Imperial puts more teaching online as Omicron spreads on campuses

Oxford reports 33 per cent increase in Covid-19 cases in a week, with many of them the new variant

December 10, 2021
Imperial College London
Source: iStock

Imperial College London has moved non-essential teaching online for the final days of term amid mounting concern about the spread of the Omicron variant of Covid-19 on UK university campuses.

In a message to students, Emma McCoy, Imperial’s vice-provost (education and student experience), said the institution was “experiencing rapidly rising Covid-19 case numbers, including Omicron, both in the wider community and on campus”.

“We need to take urgent measures to reduce the spread of the virus and keep the community safe,” Professor McCoy said. “From tomorrow, we are asking staff to move teaching online for the final days of term. Where in-person teaching is essential, we will continue – in small groups and with social distancing.

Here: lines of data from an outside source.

use yew::prelude::*;

use super::resource::Resource;

#[derive(Properties, PartialEq)]
pub struct ResourceProps<R: Resource> {
    #[prop_or_default]
    pub filter: R::Filter,
    /// Called after a row action navigated away, so a hosting modal can close.
    #[prop_or_default]
    pub on_navigate: Callback<()>,
}
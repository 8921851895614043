//! Thin wrapper over `gloo_net` shared by every API call.
//!
//! The client joins resource paths onto the configured base URL, always sends
//! the session cookies and funnels every response through [`HttpClient::check`],
//! the single place where a 401 turns into a redirect to the login page.

use std::rc::Rc;

use gloo_net::http::{Request, RequestBuilder, Response};
use web_sys::RequestCredentials;
use serde::de::DeserializeOwned;
use serde::Serialize;
use web_sys::{AbortSignal, FormData};
use yew::Callback;

use super::error::{classify, ApiError};

#[derive(Clone)]
pub struct HttpClient {
    base_url: Rc<str>,
    on_unauthorized: Callback<()>,
}

impl PartialEq for HttpClient {
    fn eq(&self, other: &Self) -> bool {
        Rc::ptr_eq(&self.base_url, &other.base_url) && self.on_unauthorized == other.on_unauthorized
    }
}

impl HttpClient {
    pub fn new(base_url: &str, on_unauthorized: Callback<()>) -> Self {
        Self {
            base_url: Rc::from(base_url),
            on_unauthorized,
        }
    }

    pub fn base_url(&self) -> &str {
        &self.base_url
    }

    /// Absolute URL of `path` under the API base.
    pub fn url(&self, path: &str) -> String {
        join_url(&self.base_url, path)
    }

    pub async fn get<T: DeserializeOwned>(
        &self,
        path: &str,
        query: &[(&str, String)],
        signal: Option<&AbortSignal>,
    ) -> Result<T, ApiError> {
        let request = self
            .builder(Request::get(&self.url(path)))
            .query(query.iter().map(|(key, value)| (*key, value.as_str())))
            .abort_signal(signal)
            .build()?;
        decode(self.execute(request).await?).await
    }

    pub async fn post_json<B: Serialize, T: DeserializeOwned>(&self, path: &str, body: &B) -> Result<T, ApiError> {
        let request = encode(self.builder(Request::post(&self.url(path))), body)?;
        decode(self.execute(request).await?).await
    }

    pub async fn patch_json<B: Serialize, T: DeserializeOwned>(&self, path: &str, body: &B) -> Result<T, ApiError> {
        let request = encode(self.builder(Request::patch(&self.url(path))), body)?;
        decode(self.execute(request).await?).await
    }

    /// POST whose response body is irrelevant to the caller.
    pub async fn post_action<B: Serialize>(&self, path: &str, body: &B) -> Result<(), ApiError> {
        let request = encode(self.builder(Request::post(&self.url(path))), body)?;
        self.execute(request).await.map(drop)
    }

    /// Multipart POST. The browser sets the boundary header itself.
    pub async fn post_form<T: DeserializeOwned>(&self, path: &str, form: FormData) -> Result<T, ApiError> {
        let request = self.builder(Request::post(&self.url(path))).body(form)?;
        decode(self.execute(request).await?).await
    }

    pub async fn patch_form<T: DeserializeOwned>(&self, path: &str, form: FormData) -> Result<T, ApiError> {
        let request = self.builder(Request::patch(&self.url(path))).body(form)?;
        decode(self.execute(request).await?).await
    }

    pub async fn delete(&self, path: &str) -> Result<(), ApiError> {
        let request = self.builder(Request::delete(&self.url(path))).build()?;
        self.execute(request).await.map(drop)
    }

    fn builder(&self, builder: RequestBuilder) -> RequestBuilder {
        builder.credentials(RequestCredentials::Include)
    }

    async fn execute(&self, request: Request) -> Result<Response, ApiError> {
        let method = request.method();
        let url = request.url();
        let response = request.send().await.map_err(|error| {
            let error = ApiError::from(error);
            if error == ApiError::Aborted {
                log::debug!("{method} {url} aborted");
            } else {
                log::warn!("{method} {url} failed: {error}");
            }
            error
        })?;
        self.check(response).await
    }

    /// The response interceptor.
    async fn check(&self, response: Response) -> Result<Response, ApiError> {
        let status = response.status();
        if (200..300).contains(&status) {
            return Ok(response);
        }
        let body = response.text().await.unwrap_or_default();
        let error = classify(status, &body);
        log::warn!("{} answered {status}: {error}", response.url());
        if error == ApiError::Unauthorized {
            self.on_unauthorized.emit(());
        }
        Err(error)
    }
}

fn encode<B: Serialize>(builder: RequestBuilder, body: &B) -> Result<Request, ApiError> {
    builder
        .json(body)
        .map_err(|error| ApiError::Encode(error.to_string()))
}

async fn decode<T: DeserializeOwned>(response: Response) -> Result<T, ApiError> {
    response
        .json::<T>()
        .await
        .map_err(|error| ApiError::Decode(error.to_string()))
}

/// Joins `path` onto `base` with exactly one `/` between them. Absolute URLs
/// are returned untouched.
pub fn join_url(base: &str, path: &str) -> String {
    if path.starts_with("http://") || path.starts_with("https://") {
        return path.to_string();
    }
    let base = base.trim_end_matches('/');
    let path = path.trim_start_matches('/');
    if path.is_empty() {
        format!("{base}/")
    } else {
        format!("{base}/{path}")
    }
}

#[cfg(test)]
mod tests {
    use super::*;

    #[test]
    fn joins_with_a_single_slash() {
        assert_eq!(
            join_url("http://localhost:8000/api/", "/clients/"),
            "http://localhost:8000/api/clients/"
        );
        assert_eq!(join_url("/api", "clients/42/"), "/api/clients/42/");
        assert_eq!(join_url("/api//", "//journalists/"), "/api/journalists/");
    }

    #[test]
    fn keeps_absolute_paths() {
        assert_eq!(
            join_url("/api/", "https://cdn.example.com/release.pdf"),
            "https://cdn.example.com/release.pdf"
        );
    }

    #[test]
    fn empty_path_points_at_the_base() {
        assert_eq!(join_url("/api", ""), "/api/");
    }
}
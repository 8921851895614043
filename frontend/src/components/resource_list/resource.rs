//! What a concrete list (clients, journalists, ...) plugs into
//! [`ResourcePage`](super::ResourcePage).

use common::events::{AppEvent, EventKind, ResourceKind};
use common::listing::{Identified, DEFAULT_PAGE_SIZE};
use common::model::page::{ListQuery, Page};
use futures_util::future::LocalBoxFuture;
use web_sys::AbortSignal;
use yew::prelude::*;

use crate::http::{ApiError, HttpClient};
use crate::routes::Route;

#[derive(Debug, Clone, Copy, PartialEq, Eq)]
pub enum Layout {
    Table,
    Cards,
}

/// How a confirmed mutation is reflected in the local list.
#[derive(Debug, Clone, PartialEq)]
pub enum Outcome<T> {
    /// A created item, appended without a refetch.
    Insert(T),
    /// The server copy of an edited or processed item.
    Replace(T),
    Remove(String),
    Navigate(Route),
    Nothing,
}

/// What clicking a row action does.
#[derive(Debug, Clone, PartialEq)]
pub enum Step {
    /// Open [`Resource::action_view`] for the row.
    Dialog,
    /// Call [`Resource::perform`] right away.
    Run,
    Navigate(Route),
    Emit(AppEvent),
}

pub type FetchFuture<T> = LocalBoxFuture<'static, Result<Page<T>, ApiError>>;
pub type ActionFuture<T> = LocalBoxFuture<'static, Result<Outcome<T>, ApiError>>;

pub trait Resource: PartialEq + 'static {
    type Item: Clone + PartialEq + Identified + 'static;
    /// Extra view input owned by the parent page, e.g. a status filter.
    type Filter: Clone + PartialEq + Default + 'static;
    type Action: Clone + PartialEq + 'static;

    const TITLE: &'static str;
    const EMPTY: &'static str = "Nothing here yet.";
    const PAGE_SIZE: u32 = DEFAULT_PAGE_SIZE;
    const SEARCHABLE: bool = true;
    const SEARCH_PLACEHOLDER: &'static str = "Search...";
    const LAYOUT: Layout = Layout::Table;
    /// Label of the create button; `None` hides it.
    const CREATE_LABEL: Option<&'static str> = None;
    const EDITABLE: bool = false;
    /// Kind used for the delete confirmation; `None` hides the delete button.
    const DELETE_KIND: Option<ResourceKind> = None;
    /// Bus events that trigger a refetch of the current page.
    const RELOAD_ON: &'static [EventKind] = &[];
    /// Whether the filter is sent to the server. A local filter only hides rows.
    const REMOTE_FILTER: bool = false;

    fn columns() -> &'static [&'static str] {
        &[]
    }

    fn cells(_item: &Self::Item) -> Vec<Html> {
        Vec::new()
    }

    /// Body of a card in the card layout.
    fn card(_item: &Self::Item) -> Html {
        html! {}
    }

    fn fetch(
        client: HttpClient,
        query: ListQuery,
        filter: Self::Filter,
        signal: Option<AbortSignal>,
    ) -> FetchFuture<Self::Item>;

    fn visible(_item: &Self::Item, _filter: &Self::Filter) -> bool {
        true
    }

    /// Create form when `editing` is `None`, edit form otherwise. Both report
    /// the saved item through `on_done`.
    fn form(
        _editing: Option<&Self::Item>,
        _filter: &Self::Filter,
        _on_done: Callback<Outcome<Self::Item>>,
        _on_cancel: Callback<()>,
    ) -> Html {
        html! {}
    }

    fn actions(_item: &Self::Item) -> Vec<Self::Action> {
        Vec::new()
    }

    fn action_label(_action: &Self::Action) -> &'static str {
        ""
    }

    fn step(_item: &Self::Item, _action: &Self::Action) -> Step {
        Step::Run
    }

    fn action_view(
        _item: &Self::Item,
        _action: &Self::Action,
        _on_done: Callback<Outcome<Self::Item>>,
        _on_cancel: Callback<()>,
    ) -> Html {
        html! {}
    }

    fn perform(_client: HttpClient, _item: Self::Item, _action: Self::Action) -> ActionFuture<Self::Item> {
        Box::pin(async { Ok(Outcome::Nothing) })
    }

    /// Broadcast after any confirmed mutation, e.g. to refresh dashboard
    /// counters.
    fn after_mutation() -> Option<AppEvent> {
        None
    }
}
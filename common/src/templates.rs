//! Built-in starter templates offered when creating a press release.

use crate::listing::{Identified, paginate, total_pages};
use crate::model::press_release::NewPressRelease;
use crate::model::template::{Template, TemplateType};

/// Templates shown per page in the catalog and the picker.
pub const TEMPLATE_PAGE_SIZE: u32 = 6;

const PREVIEW_BASE: &str = "https://images.unsplash.com";

pub static CATALOG: [Template; 8] = [
    Template {
        id: "template-1",
        title: "Standard Press Release",
        description: "A traditional press release template suitable for general announcements",
        preview_image: "photo-1504711434969-e33886168f5c",
        kind: TemplateType::Standard,
        content: include_str!("../templates/standard.html"),
    },
    Template {
        id: "template-2",
        title: "Partnership Announcement",
        description: "Perfect for announcing new partnerships or collaborations",
        preview_image: "photo-1600880292203-757bb62b4baf",
        kind: TemplateType::Partnership,
        content: include_str!("../templates/partnership.html"),
    },
    Template {
        id: "template-3",
        title: "Product Launch",
        description: "Announce a new product or service launch",
        preview_image: "photo-1531545514256-b1400bc00f31",
        kind: TemplateType::ProductLaunch,
        content: include_str!("../templates/product_launch.html"),
    },
    Template {
        id: "template-4",
        title: "Award or Recognition",
        description: "Announce an award or industry recognition",
        preview_image: "photo-1614036417651-efe5912149d8",
        kind: TemplateType::Award,
        content: include_str!("../templates/award.html"),
    },
    Template {
        id: "template-5",
        title: "Event Announcement",
        description: "Announce an upcoming event or conference",
        preview_image: "photo-1540575467063-178a50c2df87",
        kind: TemplateType::Event,
        content: include_str!("../templates/event.html"),
    },
    Template {
        id: "template-6",
        title: "Market Expansion",
        description: "Announce expansion into new markets or regions",
        preview_image: "photo-1618044733300-9472054094ee",
        kind: TemplateType::Standard,
        content: include_str!("../templates/market_expansion.html"),
    },
    Template {
        id: "template-7",
        title: "Executive Appointment",
        description: "Announce new executive leadership appointment",
        preview_image: "photo-1541844053589-346841d0b34c",
        kind: TemplateType::Standard,
        content: include_str!("../templates/executive_appointment.html"),
    },
    Template {
        id: "template-8",
        title: "Joint Venture",
        description: "Announce a new joint venture between multiple organizations",
        preview_image: "photo-1521790797524-b2497295b8a0",
        kind: TemplateType::Partnership,
        content: include_str!("../templates/joint_venture.html"),
    },
];

/// Type filter of the catalog: everything, or a single family.
#[derive(Debug, Clone, Copy, PartialEq, Eq, Hash, Default)]
pub enum TemplateFilter {
    #[default]
    All,
    Only(TemplateType),
}

impl TemplateFilter {
    pub fn matches(&self, template: &Template) -> bool {
        match self {
            TemplateFilter::All => true,
            TemplateFilter::Only(kind) => template.kind == *kind,
        }
    }

    /// Parses a `<select>` value; anything unknown means `All`.
    pub fn parse(value: &str) -> Self {
        TemplateType::parse(value).map_or(TemplateFilter::All, TemplateFilter::Only)
    }

    pub fn as_str(&self) -> &'static str {
        match self {
            TemplateFilter::All => "all",
            TemplateFilter::Only(kind) => kind.as_str(),
        }
    }
}

impl Template {
    /// Full URL of the card image.
    pub fn preview_url(&self) -> String {
        format!("{PREVIEW_BASE}/{}?q=80&w=1200&auto=format&fit=crop", self.preview_image)
    }
}

impl Identified for Template {
    fn id(&self) -> &str {
        self.id
    }
}

pub fn find(id: &str) -> Option<&'static Template> {
    CATALOG.iter().find(|template| template.id == id)
}

pub fn filtered(filter: TemplateFilter) -> Vec<&'static Template> {
    CATALOG.iter().filter(|template| filter.matches(template)).collect()
}

/// One catalog page for `filter`, together with the page count.
pub fn page(filter: TemplateFilter, page: u32) -> (Vec<&'static Template>, u32) {
    let matching = filtered(filter);
    let pages = total_pages(matching.len() as u64, TEMPLATE_PAGE_SIZE);
    (paginate(&matching, page, TEMPLATE_PAGE_SIZE).to_vec(), pages)
}

impl NewPressRelease {
    /// Draft seeded with the template body, unmodified.
    pub fn from_template(template: &Template) -> Self {
        Self {
            content: Some(template.content.to_string()),
            template_id: Some(template.id.to_string()),
        }
    }
}

#[cfg(test)]
mod tests {
    use super::*;
    use crate::document::{from_markdown, markdown_from_html};

    #[test]
    fn catalog_has_eight_unique_templates() {
        let mut ids: Vec<_> = CATALOG.iter().map(|t| t.id).collect();
        ids.sort_unstable();
        ids.dedup();
        assert_eq!(ids.len(), 8);
        assert!(CATALOG.iter().all(|t| t.content.contains("[Company Name]")));
    }

    #[test]
    fn filter_by_type() {
        let partnership = filtered(TemplateFilter::Only(TemplateType::Partnership));
        let titles: Vec<_> = partnership.iter().map(|t| t.title).collect();
        assert_eq!(titles, ["Partnership Announcement", "Joint Venture"]);
        assert_eq!(filtered(TemplateFilter::parse("standard")).len(), 3);
        assert_eq!(TemplateFilter::parse("all"), TemplateFilter::All);
    }

    #[test]
    fn pages_of_six() {
        let (first, pages) = page(TemplateFilter::All, 1);
        assert_eq!(first.len(), 6);
        assert_eq!(pages, 2);
        let (second, _) = page(TemplateFilter::All, 2);
        assert_eq!(second.len(), 2);
        let (only, pages) = page(TemplateFilter::Only(TemplateType::Award), 1);
        assert_eq!((only.len(), pages), (1, 1));
    }

    #[test]
    fn seeding_copies_content_exactly() {
        let template = find("template-5").unwrap();
        let draft = NewPressRelease::from_template(template);
        assert_eq!(draft.content.as_deref().map(str::as_bytes), Some(template.content.as_bytes()));
        assert_eq!(draft.template_id.as_deref(), Some("template-5"));
    }

    #[test]
    fn every_template_opens_with_its_headline() {
        for template in &CATALOG {
            let doc = from_markdown(&markdown_from_html(template.content));
            assert!(doc.title().starts_with("[Company Name]"), "{}", template.id);
        }
    }
}
impl TreeBuilder {
    fn new() -> Self {
        Self {
            stack: vec![Node::doc(Vec::new())],
            marks: Vec::new(),
            image_depth: 0,
        }
    }

    fn top(&self) -> Option<&Node> {
        self.stack.last()
    }

    fn open(&mut self, node: Node) {
        self.close_implicit_paragraph();
        self.stack.push(node);
    }

    fn close(&mut self) {
        if self.stack.len() > 1 {
            if let Some(node) = self.stack.pop() {
                self.append(node);
            }
        }
    }

    fn append(&mut self, node: Node) {
        if let Some(parent) = self.stack.last_mut() {
            parent.content.push(node);
        }
    }

    /// Tight list items and bare text inside a quote carry no paragraph
    /// event; the tree still needs one.
    fn ensure_textblock(&mut self) {
        let needs_paragraph = self
            .top()
            .is_some_and(|node| !node.is(kind::PARAGRAPH) && !node.is(kind::HEADING));
        if needs_paragraph {
            self.stack.push(Node::paragraph(Vec::new()));
        }
    }

    fn close_implicit_paragraph(&mut self) {
        if self.top().is_some_and(|node| node.is(kind::PARAGRAPH)) {
            self.close();
        }
    }

    fn push_text(&mut self, text: &str) {
        if text.is_empty() || self.image_depth > 0 {
            return;
        }
        if let Some(block) = self.stack.last_mut().filter(|node| node.is(kind::CODE_BLOCK)) {
            match block.content.first_mut() {
                Some(existing) => existing.text.get_or_insert_with(String::new).push_str(text),
                None => block.content.push(Node::text(text)),
            }
            return;
        }
        self.ensure_textblock();
        let marks = self.marks.clone();
        if let Some(parent) = self.stack.last_mut() {
            if let Some(last) = parent
                .content
                .last_mut()
                .filter(|last| last.is(kind::TEXT) && last.marks == marks)
            {
                last.text.get_or_insert_with(String::new).push_str(text);
                return;
            }
            parent.content.push(Node::marked_text(text, marks));
        }
    }

    fn push_inline(&mut self, node: Node) {
        self.ensure_textblock();
        self.append(node);
    }

    fn remove_mark(&mut self, kind: &str) {
        if let Some(position) = self.marks.iter().rposition(|mark| mark.kind == kind) {
            self.marks.remove(position);
        }
    }

    fn inline_html(&mut self, html: &str) {
        let tag = html.trim().to_ascii_lowercase();
        match tag.as_str() {
            "<u>" => self.marks.push(Mark::new(mark::UNDERLINE)),
            "</u>" => self.remove_mark(mark::UNDERLINE),
            "<br>" | "<br/>" | "<br />" => self.push_inline(Node::new(kind::HARD_BREAK, Vec::new())),
            _ => log::debug!("ignoring inline html {html}"),
        }
    }

    fn push(&mut self, event: Event<'_>) {
        match event {
            Event::Start(tag) => self.start(tag),
            Event::End(tag) => self.end(tag),
            Event::Text(text) => self.push_text(&text),
            Event::Code(code) => {
                if self.image_depth > 0 {
                    return;
                }
                let mut marks = self.marks.clone();
                marks.push(Mark::new(mark::CODE));
                self.push_inline(Node::marked_text(code.to_string(), marks));
            }
            Event::InlineHtml(html) => self.inline_html(&html),
            Event::SoftBreak => self.push_text(" "),
            Event::HardBreak => self.push_inline(Node::new(kind::HARD_BREAK, Vec::new())),
            _ => {}
        }
    }

    fn start(&mut self, tag: Tag<'_>) {
        match tag {
            Tag::Paragraph => self.open(Node::paragraph(Vec::new())),
            Tag::Heading { level, .. } => self.open(Node::heading(level as u8, Vec::new())),
            Tag::BlockQuote(_) => self.open(Node::new(kind::BLOCKQUOTE, Vec::new())),
            Tag::CodeBlock(code) => {
                let mut node = Node::new(kind::CODE_BLOCK, Vec::new());
                if let CodeBlockKind::Fenced(language) = code {
                    if !language.is_empty() {
                        node.set_attr("language", Value::String(language.to_string()));
                    }
                }
                self.open(node);
            }
            Tag::List(Some(start)) => {
                let mut node = Node::new(kind::ORDERED_LIST, Vec::new());
                node.set_attr("start", Value::from(start));
                self.open(node);
            }
            Tag::List(None) => self.open(Node::new(kind::BULLET_LIST, Vec::new())),
            Tag::Item => self.open(Node::new(kind::LIST_ITEM, Vec::new())),
            Tag::Emphasis => self.marks.push(Mark::new(mark::ITALIC)),
            Tag::Strong => self.marks.push(Mark::new(mark::BOLD)),
            Tag::Strikethrough => self.marks.push(Mark::new(mark::STRIKE)),
            Tag::Link { dest_url, .. } => self.marks.push(Mark::link(&dest_url)),
            Tag::Image { .. } => self.image_depth += 1,
            _ => {}
        }
    }

    fn end(&mut self, tag: TagEnd) {
        match tag {
            TagEnd::Paragraph | TagEnd::Heading(_) => self.close(),
            TagEnd::CodeBlock => {
                if let Some(text) = self
                    .stack
                    .last_mut()
                    .and_then(|block| block.content.first_mut())
                    .and_then(|node| node.text.as_mut())
                {
                    if text.ends_with('\n') {
                        text.pop();
                    }
                }
                self.close();
            }
            TagEnd::BlockQuote(_) | TagEnd::List(_) | TagEnd::Item => {
                self.close_implicit_paragraph();
                self.close();
            }
            TagEnd::Emphasis => self.remove_mark(mark::ITALIC),
            TagEnd::Strong => self.remove_mark(mark::BOLD),
            TagEnd::Strikethrough => self.remove_mark(mark::STRIKE),
            TagEnd::Link => self.remove_mark(mark::LINK),
            TagEnd::Image => self.image_depth = self.image_depth.saturating_sub(1),
            _ => {}
        }
    }

    fn finish(mut self) -> Node {
        while self.stack.len() > 1 {
            self.close();
        }
        self.stack.pop().unwrap_or_else(|| Node::doc(Vec::new()))
    }
}
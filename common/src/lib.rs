//! Types and client logic shared by the Wezawire dashboard and its host.
//!
//! Nothing in here touches the browser, so all of it is tested natively.

pub mod document;
pub mod events;
pub mod listing;
pub mod model;
pub mod templates;
pub mod validation;
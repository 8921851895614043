use common::listing::FetchTicket;
use common::model::page::Page;

use super::resource::{Outcome, Resource};
use crate::http::ApiError;

pub enum Msg<R: Resource> {
    Fetch,
    Loaded(FetchTicket, Result<Page<R::Item>, ApiError>),
    /// Raw keystrokes; applied after the debounce.
    SearchInput(String),
    ApplySearch(String),
    SetPage(u32),
    OpenCreate,
    OpenEdit(String),
    CloseForm,
    RequestDelete(String),
    /// A delete of this kind was confirmed anywhere in the app.
    Deleted(String),
    Act(String, R::Action),
    CloseDialog,
    Done(Outcome<R::Item>),
    Performed(String, Result<Outcome<R::Item>, ApiError>),
}
use common::events::AppEvent;
use yew::prelude::*;

use crate::app::{app_context, AppContext};
use crate::auth_store::AuthStore;
use crate::components::format::{greeting, local_hour};
use crate::components::modals::generate::start_draft;
use crate::components::resource_list::ResourcePage;
use crate::resources::press_releases::PressReleases;

pub enum Msg {
    NewPressRelease,
    FromTemplate,
}

pub struct HomePage {
    context: AppContext,
}

impl Component for HomePage {
    type Message = Msg;
    type Properties = ();

    fn create(ctx: &Context<Self>) -> Self {
        Self {
            context: app_context(ctx),
        }
    }

    fn update(&mut self, _ctx: &Context<Self>, msg: Self::Message) -> bool {
        match msg {
            Msg::NewPressRelease => start_draft(&self.context),
            Msg::FromTemplate => self.context.bus.emit(AppEvent::OpenTemplateSelector),
        }
        false
    }

    fn view(&self, ctx: &Context<Self>) -> Html {
        let link = ctx.link();
        let name = AuthStore::user()
            .map(|user| user.first_name)
            .filter(|name| !name.trim().is_empty());
        let title = match name {
            Some(name) => format!("{}, {name}", greeting(local_hour())),
            None => greeting(local_hour()).to_string(),
        };
        html! {
            <div class="page home-page">
                <header class="page-header">
                    <div>
                        <h1>{ title }</h1>
                        <p class="subtitle">{ "Write, polish and distribute your press releases." }</p>
                    </div>
                    <div class="page-actions">
                        <button class="btn btn-outline" onclick={link.callback(|_| Msg::FromTemplate)}>
                            <span class="material-icons">{ "dashboard_customize" }</span>
                            { "From template" }
                        </button>
                        <button class="btn btn-primary" onclick={link.callback(|_| Msg::NewPressRelease)}>
                            <span class="material-icons">{ "add" }</span>
                            { "New press release" }
                        </button>
                    </div>
                </header>
                <ResourcePage<PressReleases> />
            </div>
        }
    }
}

“Essential research will continue with our existing Covid-19 safety protocols, so research staff and students will be on campus in line with this policy.”

Imperial’s message came shortly after the Department for Education said English universities should continue delivering face-to-face teaching and should not shift tuition online, with just a few days left of the autumn term.

Professor McCoy said Imperial’s Covid safety measures “have enabled us to deliver significant levels of in-person teaching this term already, and we are committed to keeping…programmes on track”.

She urged students to “postpone or reduce in scale any Christmas or end-of-term celebrations you may have planned”.

In a separate message to employees, Ian Walmsley, Imperial’s provost, urged “all staff to postpone Christmas parties or large on-campus gatherings”. He said the institution would “support students as we allow them to leave campus and their halls of residence early, in the many cases where their final week of studies can be taught remotely”.

Separately, the University of Oxford confirmed that there were 170 active Covid cases at the institution as of 8 December, an increase of 33 per cent on the previous week, with many of these confirmed as being the Omicron variant.

A university spokeswoman said there had been “a significant rise in the number of Covid-19 cases at the university in recent days, including confirmed cases of the Omicron variant”.

“Affected individuals are isolating in line with government guidance, and their contacts are also being notified and asked to isolate,” the spokeswoman said.

“Oxford University is following all the new guidance introduced by the government in response to the Omicron variant and is taking additional steps in light of the high concentration of cases around the university. Staff and students are being advised of these new steps today and also encouraged to use the public mobile testing unit now established in Radcliffe Square, along with our existing early alert service.

“The health and welfare of our staff and students is our number one priority. The university remains in constant close contact with the public health authorities about the situation and is following their advice.”

The DfE guidance says that administrative staff who are not involved in the delivery of face-to-face tuition should work from home where possible, but that the “majority” of staff are expected on campus to deliver teaching and support services.

Many UK universities have been delivering large lectures online during the autumn term because of concerns over Covid-19, but most smaller group teaching has been taking place in person.